Kunala Stupa and Monastery

Name of Site: Kunala Stupa and Monastery

Location: Taxila

Date of Construction: 2nd Century AD

The site is located 2 km north-east of Taxila Museum in Sirkap village at the top of the Hathial spur and can be approached via National Highway 125-Sirkap road from Taxila Museum. One has to cross the walkways of Sirkap City and cross the Walkway and the fields to reach the Kunala site. Kunala monastic establishment consists of a monastery and a stupa on its east. Originally there was a small stupa, which, according to Sir John Marshall, was erected in Saka-Parthian times, but it is now incorporated inside the present large stupa. It lay in its north-west corner and was perched on a small rocky eminence well inside the city wall. Kunala Stupa thought to date to the 2nd century AD. It was made of rough blocks of limestone and consisted of a square plinth with drum and dome above, measuring 9 3 m in height.

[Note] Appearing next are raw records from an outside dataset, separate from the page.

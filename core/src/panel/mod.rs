//! Panel visibility state machine and the slide animation curve.

pub mod surface;

use serde::{Deserialize, Serialize};
use std::fmt;

pub use surface::PanelSurface;

#[derive(Debug, Clone, Copy, PartialEq, Eq, Serialize, Deserialize, Default)]
#[serde(rename_all = "camelCase")]
pub enum PanelPhase {
    #[default]
    Closed,
    Opening,
    Open,
    Closing,
}

#[derive(Debug, Clone, Copy, PartialEq, Eq)]
pub enum PanelAction {
    BeginOpen,
    FinishOpen,
    BeginClose,
    FinishClose,
}

#[derive(Debug, Clone, Copy, PartialEq, Eq)]
pub enum PanelTransitionError {
    InvalidTransition { from: PanelPhase, action: PanelAction },
}

impl fmt::Display for PanelTransitionError {
    fn fmt(&self, f: &mut fmt::Formatter<'_>) -> fmt::Result {
        match self {
            PanelTransitionError::InvalidTransition { from, action } => {
                write!(f, "cannot {action:?} while panel is {from:?}")
            }
        }
    }
}

impl std::error::Error for PanelTransitionError {}

/// Phase plus the close debounce counter. Animation and geometry side
/// effects live in the controller; this type only decides what is legal.
#[derive(Debug, Default)]
pub struct PanelMachine {
    phase: PanelPhase,
    missed_polls: u32,
}

impl PanelMachine {
    pub fn new() -> Self {
        Self::default()
    }

    pub fn phase(&self) -> PanelPhase {
        self.phase
    }

    pub fn is_settled(&self) -> bool {
        matches!(self.phase, PanelPhase::Closed | PanelPhase::Open)
    }

    fn transition(
        &mut self,
        allowed: PanelPhase,
        to: PanelPhase,
        action: PanelAction,
    ) -> Result<(), PanelTransitionError> {
        if self.phase == allowed {
            self.phase = to;
            self.missed_polls = 0;
            Ok(())
        } else {
            Err(PanelTransitionError::InvalidTransition {
                from: self.phase,
                action,
            })
        }
    }

    pub fn begin_open(&mut self) -> Result<(), PanelTransitionError> {
        self.transition(PanelPhase::Closed, PanelPhase::Opening, PanelAction::BeginOpen)
    }

    pub fn finish_open(&mut self) -> Result<(), PanelTransitionError> {
        self.transition(PanelPhase::Opening, PanelPhase::Open, PanelAction::FinishOpen)
    }

    pub fn begin_close(&mut self) -> Result<(), PanelTransitionError> {
        self.transition(PanelPhase::Open, PanelPhase::Closing, PanelAction::BeginClose)
    }

    pub fn finish_close(&mut self) -> Result<(), PanelTransitionError> {
        self.transition(PanelPhase::Closing, PanelPhase::Closed, PanelAction::FinishClose)
    }

    /// Feed one poll result. Returns true once `threshold` consecutive
    /// polls said the panel may not stay open. Only counts while Open.
    pub fn record_poll(&mut self, can_open: bool, threshold: u32) -> bool {
        if self.phase != PanelPhase::Open || can_open {
            self.missed_polls = 0;
            return false;
        }
        self.missed_polls += 1;
        self.missed_polls >= threshold.max(1)
    }

    pub fn missed_polls(&self) -> u32 {
        self.missed_polls
    }
}

pub fn ease_out_cubic(t: f64) -> f64 {
    let t = t.clamp(0.0, 1.0);
    1.0 - (1.0 - t).powi(3)
}

pub fn ease_in_cubic(t: f64) -> f64 {
    let t = t.clamp(0.0, 1.0);
    t * t * t
}

/// Discrete x positions for a slide from `from` to `to`. The last frame is
/// always exactly `to`.
pub fn slide_frames(from: i32, to: i32, steps: u32, easing: fn(f64) -> f64) -> Vec<i32> {
    let steps = steps.max(1);
    let distance = f64::from(to - from);
    (1..=steps)
        .map(|step| {
            if step == steps {
                return to;
            }
            let progress = easing(f64::from(step) / f64::from(steps));
            from + (distance * progress).round() as i32
        })
        .collect()
}
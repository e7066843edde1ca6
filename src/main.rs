use clap::{Parser, ValueEnum};
use std::path::PathBuf;
use tracing::{error, info};
use tubeload::catalog::BEST_FORMAT;
use tubeload::error::Result;
use tubeload::{Config, DownloadOutcome, Downloader, FormatFilter};

/// Main entry point for the application.
///
/// # Steps
/// 1. Initializes logging
/// 2. Parses the command line into a download request
/// 3. Resolves the URL and prints the format catalog
/// 4. Triggers the download and reports progress plus per-item outcomes
#[tokio::main]
async fn main() -> Result<()> {
    tracing_subscriber::fmt().init();

    let cli = Cli::parse();

    if let Err(e) = run(cli).await {
        error!("Application error: {}", e);
        std::process::exit(1);
    }

    info!("Application completed successfully");
    Ok(())
}

#[derive(Debug, Parser)]
#[command(name = "tubeload")]
#[command(about = "Download videos and playlists through yt-dlp")]
#[command(version)]
struct Cli {
    /// Video or playlist URL
    url: String,

    /// Format id to download; the backend chooses when omitted
    #[arg(default_value = BEST_FORMAT)]
    format_id: String,

    /// Output directory (default: downloads)
    #[arg(short, long)]
    out: Option<PathBuf>,

    /// Which catalog entries to show
    #[arg(long, value_enum, default_value_t = FilterArg::All)]
    filter: FilterArg,

    /// Show the catalog without downloading
    #[arg(long)]
    list: bool,
}

#[derive(Debug, Clone, Copy, PartialEq, Eq, ValueEnum)]
enum FilterArg {
    All,
    Video,
    Audio,
}

impl From<FilterArg> for FormatFilter {
    fn from(arg: FilterArg) -> Self {
        match arg {
            FilterArg::All => FormatFilter::All,
            FilterArg::Video => FormatFilter::VideoOnly,
            FilterArg::Audio => FormatFilter::AudioOnly,
        }
    }
}

/// Resolves the URL, shows the catalog, and runs the download.
///
/// # Errors
/// Returns error if:
/// - Downloader creation fails
/// - The URL cannot be resolved at all
async fn run(cli: Cli) -> Result<()> {
    let mut config = Config::default();
    if let Some(dir) = cli.out {
        config.output_dir = dir;
    }

    let downloader = Downloader::with_ytdlp(config).await?;

    let (resolved, catalog) = downloader
        .resolve_catalog(&cli.url, cli.filter.into())
        .await?;
    println!("Title: {}", resolved.title);
    println!(
        "Type: {}",
        if resolved.is_playlist() {
            "Playlist"
        } else {
            "Single Video"
        }
    );
    println!("Available formats:");
    for entry in &catalog {
        println!("  {}", entry.label);
    }

    if cli.list {
        return Ok(());
    }

    let progress = downloader.progress();
    let reporter = tokio::spawn(async move {
        let mut last = progress.snapshot();
        loop {
            tokio::time::sleep(std::time::Duration::from_millis(500)).await;
            let snap = progress.snapshot();
            if snap != last {
                println!("[{:>5.1}%] {}", snap.fraction * 100.0, snap.status);
                last = snap;
            }
        }
    });

    let outcomes = downloader.process_url(&cli.url, &cli.format_id).await?;
    reporter.abort();

    println!("\nDownload Summary:");
    for item in &outcomes {
        match &item.outcome {
            DownloadOutcome::Succeeded => println!("  ok       {}", item.url),
            DownloadOutcome::SucceededWithFallback(id) => {
                println!("  fallback {} (format {})", item.url, id)
            }
            DownloadOutcome::Failed(reason) => println!("  FAILED   {} ({})", item.url, reason),
        }
    }
    let failed = outcomes.iter().filter(|o| !o.outcome.is_success()).count();
    println!("Successfully downloaded: {}", outcomes.len() - failed);
    println!("Failed downloads: {}", failed);

    if !outcomes.is_empty() && failed == outcomes.len() {
        return Err("every item failed to download".into());
    }
    Ok(())
}

#[cfg(test)]
mod tests {
    use super::*;
    use std::path::Path;

    #[test]
    fn parses_url_with_defaults() {
        let cli = Cli::parse_from(["tubeload", "https://example.com/v"]);

        assert_eq!(cli.url, "https://example.com/v");
        assert_eq!(cli.format_id, BEST_FORMAT);
        assert_eq!(cli.filter, FilterArg::All);
        assert_eq!(cli.out, None);
        assert!(!cli.list);
    }

    #[test]
    fn parses_format_output_and_filter() {
        let cli = Cli::parse_from([
            "tubeload",
            "https://example.com/v",
            "22",
            "--out",
            "media",
            "--filter",
            "audio",
            "--list",
        ]);

        assert_eq!(cli.format_id, "22");
        assert_eq!(cli.out.as_deref(), Some(Path::new("media")));
        assert_eq!(FormatFilter::from(cli.filter), FormatFilter::AudioOnly);
        assert!(cli.list);
    }

    #[test]
    fn rejects_unknown_filter_value() {
        let result = Cli::try_parse_from(["tubeload", "https://example.com/v", "--filter", "bogus"]);
        assert!(result.is_err());
    }

    #[test]
    fn rejects_missing_url() {
        assert!(Cli::try_parse_from(["tubeload"]).is_err());
    }

    #[test]
    fn rejects_stray_positional() {
        let result =
            Cli::try_parse_from(["tubeload", "https://example.com/v", "22", "extra"]);
        assert!(result.is_err());
    }
}
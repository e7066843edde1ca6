/// A concurrent media downloader core.
///
/// This library resolves video or playlist URLs through an extraction
/// backend, offers the available encodings as a labeled catalog, and
/// downloads the selection with a bounded worker pool, per-item format
/// fallback and a shared aggregate progress slot.
///
/// # Architecture
///
/// The application is structured into several key components:
/// - `Config`: Application configuration management
/// - `Downloader`: Single-item download with fallback plus the playlist
///   orchestrator
/// - `MediaSource`: Extraction backend boundary (yt-dlp in production)
/// - `ProgressReporter`: Shared last-writer-wins progress slot
/// - `build_catalog` / `sanitize`: Pure helpers for format labeling and
///   filesystem-safe filenames
///
/// # Example
/// ```no_run
/// use tubeload::{Config, Downloader};
///
/// async fn example() {
///     let downloader = Downloader::with_ytdlp(Config::default()).await.unwrap();
///     let outcomes = downloader
///         .process_url("https://example.com/watch?v=abc", "22")
///         .await
///         .unwrap();
///     for item in outcomes {
///         println!("{}: {:?}", item.url, item.outcome);
///     }
/// }
/// ```
pub mod catalog;
pub mod config;
pub mod downloader;
pub mod error;
pub mod extractor;
pub mod progress;
pub mod sanitize;

// Re-export commonly used items
pub use catalog::{build_catalog, catalog_or_best, CatalogEntry, FormatDescriptor, FormatFilter};
pub use config::Config;
pub use downloader::{DownloadOutcome, Downloader, ItemOutcome};
pub use error::AppError;
pub use extractor::{MediaItem, MediaSource, ResolvedMedia, YtDlpSource};
pub use progress::{ProgressReporter, ProgressSnapshot};
pub use sanitize::sanitize;
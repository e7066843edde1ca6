use std::fs::OpenOptions;
use std::io::Write;
use std::path::Path;
use std::sync::{Arc, Mutex};
use std::time::Instant;

/// Progress tracking and reporting functionality.
///
/// Two pieces live here: the shared live-progress slot that concurrent
/// download tasks write into, and the batch statistics collected by the
/// orchestrator across one playlist run.

/// Most recent progress observation from any running download.
#[derive(Debug, Clone, PartialEq)]
pub struct ProgressSnapshot {
    /// Completed fraction of the currently reporting transfer, 0.0..=1.0.
    pub fraction: f64,
    /// Transfer speed in bytes per second.
    pub speed_bps: f64,
    /// Short human-readable status line.
    pub status: String,
}

impl Default for ProgressSnapshot {
    fn default() -> Self {
        Self {
            fraction: 0.0,
            speed_bps: 0.0,
            status: String::from("idle"),
        }
    }
}

/// Shared, thread-safe progress sink.
///
/// A single mutable slot holding the newest `(fraction, speed)` pair.
/// Every active download writes into the same slot and the last writer
/// wins; no per-task identity is kept. With several items downloading
/// concurrently the observed value is an aggregate of whichever task
/// reported most recently. That is inherited behavior, kept on purpose.
///
/// # Examples
///
/// ```
/// use tubeload::ProgressReporter;
///
/// let reporter = ProgressReporter::new();
/// reporter.report(0.5, 1_048_576.0);
/// assert_eq!(reporter.snapshot().fraction, 0.5);
/// ```
#[derive(Clone, Default)]
pub struct ProgressReporter {
    slot: Arc<Mutex<ProgressSnapshot>>,
}

impl ProgressReporter {
    pub fn new() -> Self {
        Self::default()
    }

    /// Overwrites the slot with the newest observation. Callable
    /// concurrently from any number of downloads.
    pub fn report(&self, fraction: f64, speed_bps: f64) {
        let mut slot = self.slot.lock().unwrap();
        slot.fraction = fraction.clamp(0.0, 1.0);
        slot.speed_bps = speed_bps;
        slot.status = format!("downloading ({:.2} MB/s)", speed_bps / 1024.0 / 1024.0);
    }

    /// Marks one transfer finished. Only successful transfers emit this;
    /// a failed task simply stops reporting.
    pub fn report_finished(&self) {
        let mut slot = self.slot.lock().unwrap();
        slot.fraction = 1.0;
        slot.speed_bps = 0.0;
        slot.status = String::from("finished");
    }

    /// Returns a copy of the latest slot contents without blocking readers
    /// behind writers beyond the slot lock itself.
    pub fn snapshot(&self) -> ProgressSnapshot {
        self.slot.lock().unwrap().clone()
    }
}

/// Tracks and reports statistics for one batch of downloads.
///
/// Maintains totals, error counts and per-URL failure reasons while the
/// orchestrator drives its workers, and can export the failures to a
/// report file afterwards.
pub struct BatchProgress {
    pub total_items: usize,
    pub completed: usize,
    pub errors: usize,
    pub fallbacks: usize,
    pub start_time: Instant,
    failed_urls: Vec<(String, String)>, // (URL, reason)
}

impl BatchProgress {
    pub fn new(total_items: usize) -> Self {
        Self {
            total_items,
            completed: 0,
            errors: 0,
            fallbacks: 0,
            start_time: Instant::now(),
            failed_urls: Vec::new(),
        }
    }

    pub fn record_success(&mut self) {
        self.completed += 1;
    }

    pub fn record_fallback(&mut self) {
        self.completed += 1;
        self.fallbacks += 1;
    }

    pub fn record_failure(&mut self, url: &str, reason: String) {
        self.completed += 1;
        self.errors += 1;
        self.failed_urls.push((url.to_string(), reason));
    }

    pub fn succeeded(&self) -> usize {
        self.completed - self.errors
    }

    /// Exports failed download information to `failed.txt` under `dir`,
    /// appending to any existing report.
    pub fn export_failures(&self, dir: &Path) -> std::io::Result<()> {
        if self.failed_urls.is_empty() {
            return Ok(());
        }

        let file = OpenOptions::new()
            .create(true)
            .append(true)
            .open(dir.join("failed.txt"))?;

        let mut writer = std::io::BufWriter::new(file);

        writeln!(
            writer,
            "\n=== Failed Downloads Report {} ===",
            chrono::Local::now().format("%Y-%m-%d %H:%M:%S")
        )?;

        for (url, reason) in &self.failed_urls {
            writeln!(writer, "URL: {}", url)?;
            writeln!(writer, "Error: {}", reason)?;
            writeln!(writer, "---")?;
        }

        writer.flush()?;
        Ok(())
    }
}
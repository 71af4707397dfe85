use std::collections::HashMap;
use std::time::Duration;

use gisgrab_core::UNKNOWN;

use super::*;

/// Maps a URL to either rendered markup or a scripted failure.
struct FakeDetailPage {
    pages: HashMap<String, Result<String, ()>>,
    visited: Vec<String>,
}

impl FakeDetailPage {
    fn new() -> Self {
        Self {
            pages: HashMap::new(),
            visited: Vec::new(),
        }
    }

    fn page(mut self, url: &str, html: &str) -> Self {
        self.pages.insert(url.to_owned(), Ok(html.to_owned()));
        self
    }

    fn failing(mut self, url: &str) -> Self {
        self.pages.insert(url.to_owned(), Err(()));
        self
    }
}

impl DetailPage for FakeDetailPage {
    fn fetch_rendered(&mut self, url: &str) -> Result<String, ScrapeError> {
        self.visited.push(url.to_owned());
        match self.pages.get(url) {
            Some(Ok(html)) => Ok(html.clone()),
            _ => Err(ScrapeError::timeout("h1", Duration::from_secs(1))),
        }
    }
}

fn detail_html(name: &str) -> String {
    format!("<html><body><h1>{name}</h1></body></html>")
}

#[test]
fn collects_one_record_per_loadable_page_in_order() {
    let urls = vec![
        "https://2gis.ru/moscow/firm/1?m=37".to_owned(),
        "https://2gis.ru/moscow/firm/2".to_owned(),
        "https://2gis.ru/moscow/firm/3".to_owned(),
    ];
    let mut page = FakeDetailPage::new()
        .page("https://2gis.ru/moscow/firm/1?m=37", &detail_html("Первый"))
        .failing("https://2gis.ru/moscow/firm/2")
        .page("https://2gis.ru/moscow/firm/3", &detail_html("Третий"));

    let listings = collect(&mut page, &urls);

    assert_eq!(listings.len(), 2);
    assert_eq!(listings[0].name, "Первый");
    assert_eq!(listings[1].name, "Третий");
    // all three were attempted, in harvested order
    assert_eq!(page.visited, urls);
}

#[test]
fn record_link_is_the_canonical_url_but_navigation_uses_the_original() {
    let urls = vec!["https://2gis.ru/moscow/firm/1?m=37.6%2C55.7".to_owned()];
    let mut page = FakeDetailPage::new().page(
        "https://2gis.ru/moscow/firm/1?m=37.6%2C55.7",
        &detail_html("Имя"),
    );

    let listings = collect(&mut page, &urls);

    assert_eq!(listings[0].link, "https://2gis.ru/moscow/firm/1");
    assert_eq!(page.visited[0], "https://2gis.ru/moscow/firm/1?m=37.6%2C55.7");
}

#[test]
fn fields_missing_from_markup_resolve_to_sentinels() {
    let urls = vec!["https://2gis.ru/moscow/firm/1".to_owned()];
    let mut page =
        FakeDetailPage::new().page("https://2gis.ru/moscow/firm/1", &detail_html("Имя"));

    let listings = collect(&mut page, &urls);

    let listing = &listings[0];
    assert_eq!(listing.name, "Имя");
    assert_eq!(listing.address, UNKNOWN);
    assert_eq!(listing.website, UNKNOWN);
    assert_eq!(listing.phone, UNKNOWN);
    assert_eq!(listing.rating, gisgrab_core::NO_RATING);
    assert_eq!(listing.hours, UNKNOWN);
}

#[test]
fn all_failures_yield_an_empty_batch_without_aborting() {
    let urls = vec![
        "https://2gis.ru/moscow/firm/1".to_owned(),
        "https://2gis.ru/moscow/firm/2".to_owned(),
    ];
    let mut page = FakeDetailPage::new()
        .failing("https://2gis.ru/moscow/firm/1")
        .failing("https://2gis.ru/moscow/firm/2");

    let listings = collect(&mut page, &urls);

    assert!(listings.is_empty());
    assert_eq!(page.visited.len(), 2);
}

The enlarged stupa is built of semi-ashlar masonry and is standing on a lofty rectangular base, measuring 19.5 m east to west and 32m north to south, with a step projection on the northern side. The base rises in three terraces: the lowermost one is relieved by a series of Corinthian pilasters, the middle one is plain but covered with a coating of plaster, and the uppermost one, exceptionally high, follows the design of the lowest terrace. This type of stupa is typical of this late period. The monastery on the west is not planned directly in relation to the stupa, except that its main entrance faces the stupa on the east. This anomaly was probably due to the nature of the land available here.

The monastery consists of a large rectangular court and a smaller (assembly) hall on its south, with the eastern wall of both following the same alignment, the two together measuring 61 m. The smaller hall, which had four pillar bases in the centre obviously for supporting the roof, has a doorway on the west leading perhaps to other facilities that are no longer traceable. The main court has an open quadrangle in the centre and a veranda around and a range of cells behind it, nine cells on each of the four sides, only the corner cells being bigger. They may all be approached from the quadrangle, which has steps on each of the four sides and the remains of a bath at its south-west corner. A drain has been provided to take water out of the quadrangle.